[Saved entries]

--- --- ---

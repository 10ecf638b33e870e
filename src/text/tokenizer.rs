/// Phrase boundary marker in tokenizer output
pub const PHRASE_BOUNDARY: char = '\n';

/// Splits raw text into phrases.
///
/// Output holds the words of the input in their original order, separated
/// by single spaces inside a phrase and by [`PHRASE_BOUNDARY`] between
/// phrases. Punctuation, blank lines and bare numbers end a phrase. A hyphen
/// or slash followed by a line break joins the words on either side.
#[derive(Debug, Clone, Copy)]
pub struct PhraseTokenizer {
    allow_internal_periods: bool,
}

impl Default for PhraseTokenizer {
    fn default() -> Self {
        Self { allow_internal_periods: true }
    }
}

/// scanner state between words
struct ScanState {
    phrase_start: bool,
    seen_newline: bool,
    seen_hyphen: bool,
    seen_slash: bool,
}

impl ScanState {
    fn break_phrase(&mut self, out: &mut String) {
        if !self.phrase_start {
            out.push(PHRASE_BOUNDARY);
            self.phrase_start = true;
        }
    }
}

impl PhraseTokenizer {
    pub fn new(allow_internal_periods: bool) -> Self {
        Self { allow_internal_periods }
    }

    #[inline]
    fn is_joiner(&self, ch: char) -> bool {
        matches!(ch, '@' | '_' | '&' | '/' | '\'') || (ch == '.' && self.allow_internal_periods)
    }

    pub fn tokenize(&self, text: &str) -> String {
        let chars: Vec<char> = text.chars().collect();
        let n = chars.len();
        let mut out = String::with_capacity(text.len());
        let mut state = ScanState {
            phrase_start: true,
            seen_newline: false,
            seen_hyphen: false,
            seen_slash: false,
        };

        let mut j = 0;
        while j < n {
            let start = j;
            let mut is_word = false;
            let mut pot_number = false;
            while j < n {
                let ch = chars[j];
                if ch.is_alphanumeric() {
                    pot_number = true;
                    is_word |= ch.is_alphabetic();
                    j += 1;
                } else if self.is_joiner(ch)
                    && j > 0
                    && j + 1 < n
                    && chars[j - 1].is_alphanumeric()
                    && chars[j + 1].is_alphanumeric()
                {
                    j += 1;
                } else {
                    break;
                }
            }

            if is_word {
                if !state.phrase_start {
                    out.push(if state.seen_slash && !state.seen_hyphen { '/' } else { ' ' });
                }
                out.extend(&chars[start..j]);
                if j == n {
                    break;
                }
                state.phrase_start = false;
                state.seen_newline = false;
                state.seen_hyphen = false;
                state.seen_slash = false;
                match chars[j] {
                    '\n' => state.seen_newline = true,
                    c if c.is_whitespace() => {}
                    '-' => state.seen_hyphen = true,
                    '/' => state.seen_slash = true,
                    _ => {
                        state.phrase_start = true;
                        out.push(PHRASE_BOUNDARY);
                    }
                }
                j += 1;
            } else if j == n {
                break;
            } else {
                match chars[j] {
                    '\n' => {
                        if state.seen_newline || pot_number {
                            state.break_phrase(&mut out);
                        }
                        state.seen_newline = true;
                    }
                    c if c.is_whitespace() => {
                        if pot_number {
                            state.break_phrase(&mut out);
                        }
                    }
                    _ => state.break_phrase(&mut out),
                }
                j += 1;
            }
        }
        out
    }

    /// Phrases of the tokenized `text`, each as its list of words
    pub fn phrases<'a>(&self, tokenized: &'a str) -> impl Iterator<Item = Vec<&'a str>> + 'a {
        tokenized
            .split(PHRASE_BOUNDARY)
            .map(|p| p.split(' ').filter(|w| !w.is_empty()).collect::<Vec<_>>())
            .filter(|p| !p.is_empty())
    }
}

#[cfg(test)]
mod tests {
    use super::*;

    fn tok(text: &str) -> String {
        PhraseTokenizer::default().tokenize(text)
    }

    #[test]
    fn punctuation_breaks_phrases() {
        assert_eq!(tok("soil erosion, water quality"), "soil erosion\nwater quality");
        assert_eq!(tok("rice; maize"), "rice\nmaize");
    }

    #[test]
    fn interior_joiners_stay_in_word() {
        assert_eq!(tok("e.g. o'brien at fao.org"), "e.g\no'brien at fao.org");
        assert_eq!(tok("r&d and/or"), "r&d and/or");
    }

    #[test]
    fn internal_periods_can_be_disallowed() {
        let t = PhraseTokenizer::new(false);
        assert_eq!(t.tokenize("fao.org site"), "fao\norg site");
    }

    #[test]
    fn hyphen_across_line_break_joins() {
        assert_eq!(tok("land-\nuse planning"), "land use planning");
    }

    #[test]
    fn blank_line_breaks_phrase() {
        assert_eq!(tok("forest\n\nfire"), "forest\nfire");
        assert_eq!(tok("forest\nfire"), "forest fire");
    }

    #[test]
    fn numbers_break_phrases() {
        assert_eq!(tok("in 2004 rice yields"), "in\nrice yields");
        assert_eq!(tok("covid19 cases"), "covid19 cases");
    }

    #[test]
    fn trailing_word_is_flushed() {
        assert_eq!(tok("the end"), "the end");
        assert_eq!(tok("end."), "end\n");
    }

    #[test]
    fn phrases_splits_words() {
        let t = PhraseTokenizer::default();
        let text = t.tokenize("green rice, brown rice");
        let phrases: Vec<Vec<&str>> = t.phrases(&text).collect();
        assert_eq!(phrases, vec![vec!["green", "rice"], vec!["brown", "rice"]]);
    }
}
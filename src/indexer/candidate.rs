use std::fmt::Write;

use indexmap::IndexMap;
use serde::{Deserialize, Serialize};

/// Occurrence record of one resolved phrase identity within a document.
///
/// Positions are word offsets while the document is scanned and become
/// fractions of the document length after [`normalize_positions`].
///
/// [`normalize_positions`]: Candidate::normalize_positions
#[derive(Debug, Clone, PartialEq, Serialize, Deserialize)]
pub struct Candidate {
    name: String,
    title: Option<String>,
    frequency: u32,
    term_frequency: f64,
    first_occurrence: f64,
    last_occurrence: f64,
    /// surface form -> count, in order of first appearance
    full_forms: IndexMap<String, u32>,
}

impl Candidate {
    pub fn new(name: impl Into<String>, form: impl Into<String>, position: usize) -> Self {
        let mut full_forms = IndexMap::new();
        full_forms.insert(form.into(), 1);
        Self {
            name: name.into(),
            title: None,
            frequency: 1,
            term_frequency: 0.0,
            first_occurrence: position as f64,
            last_occurrence: position as f64,
            full_forms,
        }
    }

    pub fn with_title(mut self, title: impl Into<String>) -> Self {
        self.title = Some(title.into());
        self
    }

    pub fn record_occurrence(&mut self, form: &str, position: usize) {
        self.frequency += 1;
        self.last_occurrence = position as f64;
        *self.full_forms.entry(form.to_string()).or_insert(0) += 1;
    }

    /// Turns counts into document relative values. Called once, after the
    /// whole document was scanned.
    pub fn normalize_positions(&mut self, total_occurrences: usize, document_length: usize) {
        self.term_frequency = if total_occurrences == 0 {
            0.0
        } else {
            self.frequency as f64 / total_occurrences as f64
        };
        if document_length > 0 {
            self.first_occurrence /= document_length as f64;
            self.last_occurrence /= document_length as f64;
        }
    }

    /// Folds another candidate for the same concept into this one
    pub fn merge_with(&mut self, other: &Candidate) {
        self.frequency += other.frequency;
        self.term_frequency += other.term_frequency;
        self.first_occurrence = self.first_occurrence.min(other.first_occurrence);
        self.last_occurrence = self.last_occurrence.max(other.last_occurrence);
        for (form, count) in &other.full_forms {
            *self.full_forms.entry(form.clone()).or_insert(0) += count;
        }
    }

    pub fn name(&self) -> &str {
        &self.name
    }

    /// Preferred label, set in vocabulary mode
    pub fn title(&self) -> Option<&str> {
        self.title.as_deref()
    }

    /// Key used against manual topics and the keyphrase dictionary
    pub fn label(&self) -> &str {
        self.title.as_deref().unwrap_or(&self.name)
    }

    pub fn frequency(&self) -> u32 {
        self.frequency
    }

    pub fn term_frequency(&self) -> f64 {
        self.term_frequency
    }

    pub fn first_occurrence(&self) -> f64 {
        self.first_occurrence
    }

    pub fn last_occurrence(&self) -> f64 {
        self.last_occurrence
    }

    pub fn spread(&self) -> f64 {
        self.last_occurrence - self.first_occurrence
    }

    pub fn full_forms(&self) -> &IndexMap<String, u32> {
        &self.full_forms
    }

    /// Most frequent surface form, the earliest one on ties
    pub fn best_full_form(&self) -> Option<&str> {
        let mut best: Option<(&str, u32)> = None;
        for (form, &count) in &self.full_forms {
            if best.map_or(true, |(_, c)| count > c) {
                best = Some((form.as_str(), count));
            }
        }
        best.map(|(form, _)| form)
    }

    /// Multi-line dump for debugging
    pub fn info(&self) -> String {
        let mut out = String::new();
        let forms: Vec<String> = self
            .full_forms
            .iter()
            .map(|(form, count)| format!("{form} ({count})"))
            .collect();
        let _ = writeln!(out, "\tName: {}", self.name);
        let _ = writeln!(out, "\tFullForm: {}", self.best_full_form().unwrap_or(""));
        let _ = writeln!(out, "\tAllFullForms: {}", forms.join(", "));
        let _ = writeln!(out, "\tTitle: {}", self.title.as_deref().unwrap_or("-"));
        let _ = writeln!(out, "\tFreq: {}", self.frequency);
        let _ = writeln!(out, "\tTermFreq: {}", self.term_frequency);
        let _ = writeln!(out, "\tFirstOcc: {}", self.first_occurrence);
        let _ = writeln!(out, "\tLastOcc: {}", self.last_occurrence);
        out
    }
}

#[cfg(test)]
mod tests {
    use super::*;

    #[test]
    fn occurrences_and_normalization() {
        let mut c = Candidate::new("fox quick", "quick fox", 1);
        c.record_occurrence("quick foxes", 4);
        c.record_occurrence("quick fox", 6);
        assert_eq!(c.frequency(), 3);
        assert_eq!(c.full_forms().values().sum::<u32>(), 3);
        assert_eq!(c.best_full_form(), Some("quick fox"));

        c.normalize_positions(6, 8);
        assert_eq!(c.term_frequency(), 0.5);
        assert_eq!(c.first_occurrence(), 0.125);
        assert_eq!(c.last_occurrence(), 0.75);
        assert_eq!(c.spread(), 0.625);
    }

    #[test]
    fn best_form_tie_keeps_first_seen() {
        let mut c = Candidate::new("x", "b form", 0);
        c.record_occurrence("a form", 1);
        assert_eq!(c.best_full_form(), Some("b form"));
    }

    #[test]
    fn merge_sums_counts_and_widens_span() {
        let mut a = Candidate::new("c1", "maize", 3).with_title("Maize");
        let mut b = Candidate::new("c1", "corn", 1);
        b.record_occurrence("maize", 7);
        a.merge_with(&b);
        assert_eq!(a.frequency(), 3);
        assert_eq!(a.first_occurrence(), 1.0);
        assert_eq!(a.last_occurrence(), 7.0);
        assert_eq!(a.full_forms()["maize"], 2);
        assert_eq!(a.full_forms()["corn"], 1);
        assert_eq!(a.label(), "Maize");
        assert!(a.info().contains("Title: Maize"));
    }
}
use std::collections::HashSet;
use std::fmt::Debug;

use ahash::RandomState;
use serde::{Deserialize, Serialize};
use stop_words::LANGUAGE;

/// Stopword membership test.
/// Implementations compare case-insensitively.
pub trait Stopwords: Debug + Send + Sync {
    fn is_stopword(&self, word: &str) -> bool;

    /// Stable identifier, recorded in trained models
    fn name(&self) -> String;
}

/// Stopword list held in a hash set of lower-cased words
#[derive(Debug, Clone, Default)]
pub struct StopwordSet {
    words: HashSet<String, RandomState>,
    name: Option<String>,
}

impl StopwordSet {
    /// Empty list: nothing is a stopword
    pub fn empty() -> Self {
        Self::default()
    }

    pub fn from_words<I, T>(words: I) -> Self
    where
        I: IntoIterator<Item = T>,
        T: AsRef<str>,
    {
        let words = words
            .into_iter()
            .map(|w| w.as_ref().trim().to_lowercase())
            .filter(|w| !w.is_empty())
            .collect();
        Self { words, name: None }
    }

    /// Names a well known list. Unnamed lists are identified by their words.
    pub fn named(mut self, name: impl Into<String>) -> Self {
        self.name = Some(name.into());
        self
    }

    pub fn for_language(language: LANGUAGE) -> Self {
        Self::from_words(stop_words::get(language))
    }

    pub fn len(&self) -> usize {
        self.words.len()
    }

    pub fn is_empty(&self) -> bool {
        self.words.is_empty()
    }
}

impl Stopwords for StopwordSet {
    #[inline]
    fn is_stopword(&self, word: &str) -> bool {
        if self.words.contains(word) {
            return true;
        }
        // most input is already lower case
        word.chars().any(char::is_uppercase) && self.words.contains(&word.to_lowercase())
    }

    fn name(&self) -> String {
        match &self.name {
            Some(name) => name.clone(),
            None => {
                let mut words: Vec<&str> = self.words.iter().map(String::as_str).collect();
                words.sort_unstable();
                format!("custom[{}]", words.join(","))
            }
        }
    }
}

/// Stopword list selection stored in configuration and models.
#[derive(Debug, Clone, Copy, PartialEq, Eq, Default, Serialize, Deserialize)]
#[serde(rename_all = "lowercase")]
pub enum StopwordsKind {
    None,
    #[default]
    English,
    French,
    German,
    Spanish,
}

impl StopwordsKind {
    pub fn as_str(self) -> &'static str {
        match self {
            StopwordsKind::None => "none",
            StopwordsKind::English => "english",
            StopwordsKind::French => "french",
            StopwordsKind::German => "german",
            StopwordsKind::Spanish => "spanish",
        }
    }

    pub fn build(self) -> Box<dyn Stopwords> {
        let set = match self {
            StopwordsKind::None => StopwordSet::empty(),
            StopwordsKind::English => StopwordSet::for_language(LANGUAGE::English),
            StopwordsKind::French => StopwordSet::for_language(LANGUAGE::French),
            StopwordsKind::German => StopwordSet::for_language(LANGUAGE::German),
            StopwordsKind::Spanish => StopwordSet::for_language(LANGUAGE::Spanish),
        };
        Box::new(set.named(self.as_str()))
    }
}

#[cfg(test)]
mod tests {
    use super::*;

    #[test]
    fn membership_ignores_case() {
        let set = StopwordSet::from_words(["The", "of"]);
        assert!(set.is_stopword("the"));
        assert!(set.is_stopword("THE"));
        assert!(set.is_stopword("Of"));
        assert!(!set.is_stopword("fox"));
        assert_eq!(set.len(), 2);
    }

    #[test]
    fn english_list_contains_articles() {
        let set = StopwordsKind::English.build();
        assert!(set.is_stopword("the"));
        assert!(set.is_stopword("and"));
        assert!(!set.is_stopword("thesaurus"));
    }

    #[test]
    fn none_kind_is_empty() {
        assert!(!StopwordsKind::None.build().is_stopword("the"));
    }

    #[test]
    fn names_identify_the_list() {
        assert_eq!(StopwordsKind::English.build().name(), "english");
        assert_eq!(StopwordSet::from_words(["of", "The"]).name(), "custom[of,the]");
        assert_eq!(StopwordSet::from_words(["the", "of"]).name(), "custom[of,the]");
        assert_eq!(StopwordSet::empty().name(), "custom[]");
    }
}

--- --- ---

* WORK TO COMPLETE
Return all lines above that mention the word "false".

* REPLY TO THE TASK
            seen_newline: false,
            seen_hyphen: false,
            seen_slash: false,
            let mut is_word = false;
            let mut pot_number = false;
                state.phrase_start = false;
                state.seen_newline = false;
                state.seen_hyphen = false;
                state.seen_slash = false;
        let t = PhraseTokenizer::new(false);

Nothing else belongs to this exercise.